L'Assemblea legislativa dell'Umbria ha espresso contrarietà all'autonomia differenziata. La mozione impegna la Giunta a opporsi a negoziati con il governo fino a una normativa chiara e costituzionale.
Umbria dice no all'autonomia differenziata
L'Assemblea legislativa dell'Umbria ha dato il suo via libera a una mozione. Il provvedimento si oppone all'autonomia differenziata. La votazione ha visto 13 voti favorevoli. Questi provenivano dalla maggioranza. Cinque i voti contrari. Questi sono stati espressi dall'opposizione. La mozione porta il titolo "Autonomia differenziata, art. 116, comma 3, della Costituzione italiana: determinazioni Regione Umbria".
I firmatari sono consiglieri regionali di diversi schieramenti. Tra questi, Cristian Betti del Pd. C'è anche Fabrizio Ricci di Avs. Presenti Luca Simonetti del M5S. E Bianca Maria Tagliaferri di Ud-Pp.
Impegni per la Giunta regionale
Durante la discussione in Aula, il consigliere Betti ha illustrato il contenuto della mozione. Il documento impegna la Giunta regionale. Deve manifestare formalmente la contrarietà dell'Umbria. Questo vale per qualsiasi procedura di attuazione dell'articolo 116, comma 3, della Costituzione. La condizione è che ci sia una definizione normativa chiara. Questa deve rispettare le decisioni della Corte costituzionale. La materia è quella dell'autonomia differenziata.
Inoltre, l'atto chiede alla Giunta di sollecitare il governo. Deve promuovere una riscrittura della Legge 26 giugno 2024 n. 86. Il Parlamento dovrebbe occuparsene. La riscrittura deve essere conforme alla sentenza della Corte costituzionale n. 192 del 14 novembre 2024. Nel frattempo, devono essere interrotti tutti i negoziati in corso. Questo vale per le Regioni interessate. Si fermano anche altre iniziative che potrebbero contrastare il pronunciamento della Consulta.
Critiche alla legge Calderoli e ai negoziati
Betti ha sottolineato l'importanza della mozione. Riguarda l'architettura dello Stato. In particolare, la solidarietà tra le Regioni. L'autonomia differenziata è vista come uno dei tre pilastri del governo attuale. Gli altri sono la riforma della giustizia e il premierato. Uno di questi pilastri è già stato bocciato da un referendum. Betti ritiene che il premierato non andrà avanti.
La mozione è stata presentata oggi. Questo perché nel giugno 2024 è stata approvata la legge Calderoli sull'autonomia differenziata. Alcune Regioni l'hanno impugnata. La Corte Costituzionale l'ha bocciata nel novembre 2024 per incostituzionalità. Ha invitato il governo a riscrivere la normativa. La Corte ha chiesto di rispettare le indicazioni e ricondurla nell'alveo della Costituzione.

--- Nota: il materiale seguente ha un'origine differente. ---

//! End-to-end routing scenarios against scripted mock providers: fairness,
//! breaker failover, retry-after handling, streaming cancellation and the
//! cost ceiling.

use llm_gateway_core::breaker::{BreakerConfig, BreakerState};
use llm_gateway_core::error::ErrorCategory;
use llm_gateway_core::health::{HealthConfig, HealthMonitor};
use llm_gateway_core::metrics::MetricsCollector;
use llm_gateway_core::models::{ChatRequest, Message};
use llm_gateway_core::providers::mock::{MockOutcome, MockProvider};
use llm_gateway_core::providers::Provider;
use llm_gateway_core::registry::ProviderRegistry;
use llm_gateway_core::retry::RetryPolicy;
use llm_gateway_core::router::strategies::StrategyKind;
use llm_gateway_core::router::{RouterConfig, SmartRouter};
use std::sync::{Arc, Mutex};
use std::time::{Duration, Instant};
use tokio_util::sync::CancellationToken;

struct Harness {
    router: SmartRouter,
}

fn harness(
    providers: Vec<Arc<MockProvider>>,
    router_config: RouterConfig,
    breaker_config: BreakerConfig,
    retry_policy: RetryPolicy,
) -> Harness {
    let registry = Arc::new(ProviderRegistry::new());
    let health = Arc::new(HealthMonitor::new(registry.clone(), HealthConfig::default()).unwrap());
    let metrics = Arc::new(MetricsCollector::new());
    let router = SmartRouter::new(
        registry,
        health,
        metrics,
        router_config,
        breaker_config,
        retry_policy,
    )
    .unwrap();
    for provider in providers {
        router.add_provider(provider as Arc<dyn Provider>).unwrap();
    }
    Harness { router }
}

fn request() -> ChatRequest {
    ChatRequest {
        model: "mock-model".to_string(),
        messages: vec![Message::user("hello")],
        ..Default::default()
    }
}

fn fast_retry(max_retries: u32) -> RetryPolicy {
    RetryPolicy {
        max_retries,
        base_delay: Duration::from_millis(10),
        max_delay: Duration::from_millis(200),
        ..Default::default()
    }
}

#[tokio::test]
async fn round_robin_fairness_over_three_providers() {
    let a = Arc::new(MockProvider::new("a"));
    let b = Arc::new(MockProvider::new("b"));
    let c = Arc::new(MockProvider::new("c"));
    let h = harness(
        vec![a.clone(), b.clone(), c.clone()],
        RouterConfig::default(),
        BreakerConfig::default(),
        fast_retry(3),
    );

    let ctx = CancellationToken::new();
    for _ in 0..30 {
        h.router.dispatch(&ctx, request()).await.unwrap();
    }

    assert_eq!(a.invoke_calls(), 10);
    assert_eq!(b.invoke_calls(), 10);
    assert_eq!(c.invoke_calls(), 10);
}

#[tokio::test]
async fn failing_provider_is_skipped_once_breaker_opens() {
    let a = Arc::new(MockProvider::new("a"));
    let b = Arc::new(MockProvider::new("b"));
    let c = Arc::new(MockProvider::new("c").failing_with_status(500));
    let h = harness(
        vec![a.clone(), b.clone(), c.clone()],
        RouterConfig::default(),
        BreakerConfig {
            failure_threshold: 3,
            open_timeout: Duration::from_secs(60),
            ..Default::default()
        },
        fast_retry(3),
    );

    let ctx = CancellationToken::new();
    for _ in 0..12 {
        h.router.dispatch(&ctx, request()).await.unwrap();
    }

    // C fails three times, opening its breaker, and is never dispatched to
    // again; everything lands on A and B.
    assert_eq!(c.invoke_calls(), 3);
    assert_eq!(h.router.breaker("c").state(), BreakerState::Open);
    assert_eq!(a.invoke_calls() + b.invoke_calls(), 12);
    assert!(a.invoke_calls() >= 4);
    assert!(b.invoke_calls() >= 4);
}

#[tokio::test]
async fn retry_honors_explicit_retry_after() {
    let a = Arc::new(MockProvider::new("a").with_script(vec![MockOutcome::RateLimited(
        Duration::from_secs(2),
    )]));
    let h = harness(
        vec![a.clone()],
        RouterConfig::default(),
        BreakerConfig::default(),
        RetryPolicy {
            max_retries: 2,
            base_delay: Duration::from_millis(100),
            ..Default::default()
        },
    );

    let ctx = CancellationToken::new();
    let started = Instant::now();
    let (response, decision) = h.router.dispatch(&ctx, request()).await.unwrap();

    assert!(started.elapsed() >= Duration::from_secs(2));
    assert_eq!(a.invoke_calls(), 2);
    assert_eq!(decision.attempt, 2);
    assert!(decision.used_backup);
    assert_eq!(response.provider, "a");
}

#[tokio::test]
async fn stream_cancellation_stops_emission() {
    let a = Arc::new(
        MockProvider::new("a")
            .with_reply("0123456789")
            .with_stream_pacing(10, Duration::from_millis(100)),
    );
    let h = harness(
        vec![a.clone()],
        RouterConfig::default(),
        BreakerConfig::default(),
        fast_retry(0),
    );

    let ctx = CancellationToken::new();
    let cancel = ctx.clone();
    tokio::spawn(async move {
        tokio::time::sleep(Duration::from_millis(330)).await;
        cancel.cancel();
    });

    let events: Mutex<Vec<(String, bool)>> = Mutex::new(Vec::new());
    let mut emit = |chunk: &str, done: bool| {
        events.lock().unwrap().push((chunk.to_string(), done));
    };
    let err = h
        .router
        .dispatch_stream(&ctx, request(), &mut emit)
        .await
        .unwrap_err();

    assert_eq!(err.category, ErrorCategory::Network);
    assert_eq!(err.message, "context cancelled");
    let events = events.lock().unwrap();
    assert!(events.len() <= 4, "got {} chunks", events.len());
    assert!(events.iter().all(|(_, done)| !done));
}

#[tokio::test]
async fn stream_completes_with_single_done() {
    let a = Arc::new(MockProvider::new("a").with_reply("streamed reply"));
    let h = harness(
        vec![a.clone()],
        RouterConfig::default(),
        BreakerConfig::default(),
        fast_retry(1),
    );

    let ctx = CancellationToken::new();
    let events: Mutex<Vec<(String, bool)>> = Mutex::new(Vec::new());
    let mut emit = |chunk: &str, done: bool| {
        events.lock().unwrap().push((chunk.to_string(), done));
    };
    let decision = h
        .router
        .dispatch_stream(&ctx, request(), &mut emit)
        .await
        .unwrap();

    assert_eq!(decision.provider, "a");
    let events = events.lock().unwrap();
    assert_eq!(events.iter().filter(|(_, done)| *done).count(), 1);
    assert!(events.last().unwrap().1);
    let text: String = events.iter().map(|(c, _)| c.as_str()).collect();
    assert_eq!(text, "streamed reply");
}

#[tokio::test]
async fn stream_retries_only_before_first_chunk() {
    // First provider fails before emitting anything: the stream may move to
    // the second provider transparently.
    let a = Arc::new(MockProvider::new("a").failing_with_status(500));
    let b = Arc::new(MockProvider::new("b").with_reply("backup"));
    let h = harness(
        vec![a.clone(), b.clone()],
        RouterConfig::default(),
        BreakerConfig::default(),
        fast_retry(2),
    );

    let ctx = CancellationToken::new();
    let events: Mutex<Vec<(String, bool)>> = Mutex::new(Vec::new());
    let mut emit = |chunk: &str, done: bool| {
        events.lock().unwrap().push((chunk.to_string(), done));
    };
    let decision = h
        .router
        .dispatch_stream(&ctx, request(), &mut emit)
        .await
        .unwrap();

    assert_eq!(decision.provider, "b");
    assert!(decision.used_backup);
    let text: String = events
        .lock()
        .unwrap()
        .iter()
        .map(|(c, _)| c.as_str())
        .collect();
    assert_eq!(text, "backup");
}

#[tokio::test]
async fn cost_ceiling_refuses_without_touching_provider() {
    let a = Arc::new(MockProvider::new("a").with_fixed_cost(0.05));
    let h = harness(
        vec![a.clone()],
        RouterConfig {
            per_request_cost_limit: 0.01,
            ..Default::default()
        },
        BreakerConfig::default(),
        fast_retry(3),
    );

    let ctx = CancellationToken::new();
    let err = h.router.dispatch(&ctx, request()).await.unwrap_err();

    assert_eq!(err.category, ErrorCategory::Client);
    assert!(!err.retryable);
    assert_eq!(a.invoke_calls(), 0);
    assert_eq!(h.router.breaker("a").state(), BreakerState::Closed);
}

#[tokio::test]
async fn empty_registry_yields_no_available_provider() {
    let h = harness(
        vec![],
        RouterConfig::default(),
        BreakerConfig::default(),
        fast_retry(3),
    );

    let ctx = CancellationToken::new();
    let err = h.router.dispatch(&ctx, request()).await.unwrap_err();
    assert_eq!(err.status, Some(503));
    assert!(err.message.contains("no available provider"));
}

#[tokio::test]
async fn sticky_session_pins_user_to_provider() {
    let a = Arc::new(MockProvider::new("a"));
    let b = Arc::new(MockProvider::new("b"));
    let h = harness(
        vec![a.clone(), b.clone()],
        RouterConfig {
            strategy: StrategyKind::StickySession,
            sticky_fallback: StrategyKind::RoundRobin,
            ..Default::default()
        },
        BreakerConfig::default(),
        fast_retry(3),
    );

    let ctx = CancellationToken::new();
    let mut tagged = request();
    tagged.user = Some("user-42".to_string());

    let (first, _) = h.router.dispatch(&ctx, tagged.clone()).await.unwrap();
    for _ in 0..5 {
        let (next, _) = h.router.dispatch(&ctx, tagged.clone()).await.unwrap();
        assert_eq!(next.provider, first.provider);
    }
}

#[tokio::test]
async fn unhealthy_set_degrades_to_full_enumeration() {
    let registry = Arc::new(ProviderRegistry::new());
    let health = Arc::new(
        HealthMonitor::new(
            registry.clone(),
            HealthConfig {
                failure_threshold: 1,
                success_threshold: 1,
                ..Default::default()
            },
        )
        .unwrap(),
    );
    let metrics = Arc::new(MetricsCollector::new());
    let router = SmartRouter::new(
        registry,
        health.clone(),
        metrics,
        RouterConfig::default(),
        BreakerConfig::default(),
        fast_retry(3),
    )
    .unwrap();

    let a = Arc::new(MockProvider::new("a"));
    router.add_provider(a.clone() as Arc<dyn Provider>).unwrap();

    // Drive the verdict to unhealthy; chat invocations still succeed, so
    // the router degrades to the full set rather than failing outright.
    a.set_healthy(false);
    health.run_probe_round().await;
    assert!(!health.is_routable("a"));

    let ctx = CancellationToken::new();
    let (response, decision) = router.dispatch(&ctx, request()).await.unwrap();
    assert_eq!(response.provider, "a");
    assert!(decision.used_backup);
}

#[tokio::test]
async fn config_swap_changes_strategy_and_rejects_invalid() {
    let a = Arc::new(MockProvider::new("a"));
    let b = Arc::new(MockProvider::new("b"));
    let h = harness(
        vec![a.clone(), b.clone()],
        RouterConfig::default(),
        BreakerConfig::default(),
        fast_retry(3),
    );

    let invalid = RouterConfig { virtual_nodes: 0, ..Default::default() };
    assert!(h.router.update_config(invalid).is_err());

    h.router
        .update_config(RouterConfig {
            strategy: StrategyKind::ConsistentHash,
            ..Default::default()
        })
        .unwrap();
    assert_eq!(h.router.strategy_name(), "consistent_hash");

    // The same request now lands on the same provider every time.
    let ctx = CancellationToken::new();
    let (first, _) = h.router.dispatch(&ctx, request()).await.unwrap();
    for _ in 0..5 {
        let (next, _) = h.router.dispatch(&ctx, request()).await.unwrap();
        assert_eq!(next.provider, first.provider);
    }
}

#[tokio::test]
async fn removed_provider_loses_all_runtime_state() {
    let a = Arc::new(MockProvider::new("a"));
    let b = Arc::new(MockProvider::new("b"));
    let h = harness(
        vec![a.clone(), b.clone()],
        RouterConfig::default(),
        BreakerConfig::default(),
        fast_retry(3),
    );

    let ctx = CancellationToken::new();
    for _ in 0..4 {
        h.router.dispatch(&ctx, request()).await.unwrap();
    }

    h.router.remove_provider("a").unwrap();
    assert!(h.router.remove_provider("a").is_err());

    // Every subsequent dispatch lands on the survivor.
    for _ in 0..4 {
        let (response, _) = h.router.dispatch(&ctx, request()).await.unwrap();
        assert_eq!(response.provider, "b");
    }
    assert_eq!(h.router.in_flight_count("a"), 0);
}

#[tokio::test]
async fn weight_update_does_not_disturb_inflight_strategy() {
    let a = Arc::new(MockProvider::new("a"));
    let b = Arc::new(MockProvider::new("b"));
    let h = harness(
        vec![a.clone(), b.clone()],
        RouterConfig {
            strategy: StrategyKind::WeightedRoundRobin,
            ..Default::default()
        },
        BreakerConfig::default(),
        fast_retry(3),
    );

    let ctx = CancellationToken::new();
    h.router.dispatch(&ctx, request()).await.unwrap();
    h.router
        .update_weights([("a".to_string(), 1u32), ("b".to_string(), 500u32)].into());
    // Selections continue without error under the new weights.
    for _ in 0..5 {
        h.router.dispatch(&ctx, request()).await.unwrap();
    }
    assert!(b.invoke_calls() > a.invoke_calls());
}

Tuttavia, questo dettato è stato aggirato. Si sta procedendo con negoziati unilaterali. Questi coinvolgono Regioni come Lombardia, Veneto, Piemonte e Liguria. Tali accordi sull'autonomia differenziata riguardano settori cruciali. Parliamo di istruzione, ambiente, trasporti e sanità. Questi sono temi centrali per i cittadini. I negoziati favoriscono le richieste di queste quattro Regioni. Si rischia di mettere in difficoltà le altre Regioni. Ciò avrebbe ricadute sui cittadini umbri. Per questo motivo, è stata ritenuta necessaria una presa di posizione immediata.
Posizione dell'Umbria in Conferenza Stato Regioni
Il consigliere Betti ha riferito anche sulla Conferenza Stato Regioni. Il primo aprile si è discusso di questa materia. Si è arrivati a una votazione. Questo è avvenuto nonostante le perplessità espresse dalla presidente dell'Umbria. Non sono stati forniti dati sufficienti. Si è preferito procedere. Questo è accaduto anche contro il voto contrario di molte Regioni. Il 2 aprile, nella Conferenza unificata, c'è stato il parere contrario dell'Anci. Nonostante ciò, si è voluto andare avanti.
L'autonomia differenziata è considerata un disegno profondamente sbagliato. Crea un livello di disuguaglianza tra i cittadini. Si rischia di creare cittadini di serie A e cittadini di serie B. La mozione impegna la Giunta a continuare l'opposizione. Questo contro un disegno contrario al giudicato della Corte Costituzionale. Si chiede contrarietà fino a una chiara definizione normativa. Questa deve rispettare la Costituzione.
Si auspica un voto unanime. Questo nell'interesse dei cittadini umbri. Un voto contrario significherebbe dare priorità agli interessi di partito. Questi prevalerebbero su quelli dei cittadini dell'Umbria.